◆ **Task instructions**: Your answer should be every line of the records that contains the word "impl".

◆ **Given records**:
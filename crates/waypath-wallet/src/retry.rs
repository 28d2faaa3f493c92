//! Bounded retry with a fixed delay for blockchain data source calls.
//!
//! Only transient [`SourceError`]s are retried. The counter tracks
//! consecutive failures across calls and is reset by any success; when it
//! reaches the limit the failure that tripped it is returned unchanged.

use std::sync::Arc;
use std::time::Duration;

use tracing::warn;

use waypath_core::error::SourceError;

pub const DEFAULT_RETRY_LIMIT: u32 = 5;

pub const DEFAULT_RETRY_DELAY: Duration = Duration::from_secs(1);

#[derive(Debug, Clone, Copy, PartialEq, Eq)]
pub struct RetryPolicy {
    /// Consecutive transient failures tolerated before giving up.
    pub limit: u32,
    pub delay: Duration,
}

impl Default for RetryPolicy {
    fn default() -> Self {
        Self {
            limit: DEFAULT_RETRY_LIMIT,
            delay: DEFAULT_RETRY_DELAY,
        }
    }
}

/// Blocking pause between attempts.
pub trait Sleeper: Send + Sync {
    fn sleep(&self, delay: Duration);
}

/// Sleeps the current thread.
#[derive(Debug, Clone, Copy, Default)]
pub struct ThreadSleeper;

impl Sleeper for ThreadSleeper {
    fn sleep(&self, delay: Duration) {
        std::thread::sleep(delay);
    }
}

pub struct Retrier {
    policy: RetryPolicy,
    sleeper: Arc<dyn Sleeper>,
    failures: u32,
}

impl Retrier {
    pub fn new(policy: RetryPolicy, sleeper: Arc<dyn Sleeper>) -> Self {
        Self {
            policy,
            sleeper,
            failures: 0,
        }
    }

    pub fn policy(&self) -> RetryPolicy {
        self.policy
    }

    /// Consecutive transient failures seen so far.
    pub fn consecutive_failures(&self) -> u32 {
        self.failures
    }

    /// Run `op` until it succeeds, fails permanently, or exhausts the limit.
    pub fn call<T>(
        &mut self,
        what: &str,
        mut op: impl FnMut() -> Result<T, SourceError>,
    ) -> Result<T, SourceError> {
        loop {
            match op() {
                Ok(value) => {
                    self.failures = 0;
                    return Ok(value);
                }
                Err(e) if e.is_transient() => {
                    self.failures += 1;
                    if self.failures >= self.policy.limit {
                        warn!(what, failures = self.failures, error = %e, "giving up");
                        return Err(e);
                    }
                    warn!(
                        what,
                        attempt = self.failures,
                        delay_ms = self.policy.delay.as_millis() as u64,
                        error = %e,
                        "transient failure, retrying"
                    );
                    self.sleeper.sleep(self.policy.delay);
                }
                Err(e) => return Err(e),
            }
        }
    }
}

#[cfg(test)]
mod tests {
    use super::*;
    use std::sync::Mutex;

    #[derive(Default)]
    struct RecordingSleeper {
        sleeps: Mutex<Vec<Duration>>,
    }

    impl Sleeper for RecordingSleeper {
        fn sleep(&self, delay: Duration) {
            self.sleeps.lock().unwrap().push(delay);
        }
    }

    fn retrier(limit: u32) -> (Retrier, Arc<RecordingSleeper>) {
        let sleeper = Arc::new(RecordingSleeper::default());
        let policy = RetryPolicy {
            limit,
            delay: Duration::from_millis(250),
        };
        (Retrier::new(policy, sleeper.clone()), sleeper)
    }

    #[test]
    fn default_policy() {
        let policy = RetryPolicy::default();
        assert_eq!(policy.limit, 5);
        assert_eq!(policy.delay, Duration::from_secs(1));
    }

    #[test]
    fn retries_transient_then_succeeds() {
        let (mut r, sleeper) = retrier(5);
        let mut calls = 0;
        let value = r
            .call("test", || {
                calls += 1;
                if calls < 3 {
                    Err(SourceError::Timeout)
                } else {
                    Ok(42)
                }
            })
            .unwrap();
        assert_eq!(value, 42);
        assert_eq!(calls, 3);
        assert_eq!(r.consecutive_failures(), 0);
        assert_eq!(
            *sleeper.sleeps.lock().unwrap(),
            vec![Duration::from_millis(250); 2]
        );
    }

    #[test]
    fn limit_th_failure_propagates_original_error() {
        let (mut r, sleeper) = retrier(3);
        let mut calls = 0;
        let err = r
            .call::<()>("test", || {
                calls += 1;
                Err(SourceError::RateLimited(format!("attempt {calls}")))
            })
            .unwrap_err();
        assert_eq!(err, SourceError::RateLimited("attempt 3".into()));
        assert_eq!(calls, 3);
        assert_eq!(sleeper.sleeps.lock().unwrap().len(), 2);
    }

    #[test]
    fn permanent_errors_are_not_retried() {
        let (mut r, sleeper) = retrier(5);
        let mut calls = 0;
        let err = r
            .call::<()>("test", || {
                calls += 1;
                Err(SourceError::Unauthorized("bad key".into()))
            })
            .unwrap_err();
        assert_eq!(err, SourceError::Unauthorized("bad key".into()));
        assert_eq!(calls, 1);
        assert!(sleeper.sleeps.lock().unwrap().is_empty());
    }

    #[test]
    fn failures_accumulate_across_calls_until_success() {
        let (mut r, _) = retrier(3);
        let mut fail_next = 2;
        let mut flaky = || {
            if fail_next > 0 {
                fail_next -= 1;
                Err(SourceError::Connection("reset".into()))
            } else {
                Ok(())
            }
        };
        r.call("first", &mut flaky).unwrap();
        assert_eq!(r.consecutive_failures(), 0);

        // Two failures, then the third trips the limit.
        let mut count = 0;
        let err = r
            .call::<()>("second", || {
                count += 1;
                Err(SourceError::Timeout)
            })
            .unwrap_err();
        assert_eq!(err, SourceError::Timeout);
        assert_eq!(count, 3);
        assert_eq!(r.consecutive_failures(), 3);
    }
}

◆ **Answer to this problem**:
impl Default for RetryPolicy {
impl Sleeper for ThreadSleeper {
impl Retrier {
        mut op: impl FnMut() -> Result<T, SourceError>,
    impl Sleeper for RecordingSleeper {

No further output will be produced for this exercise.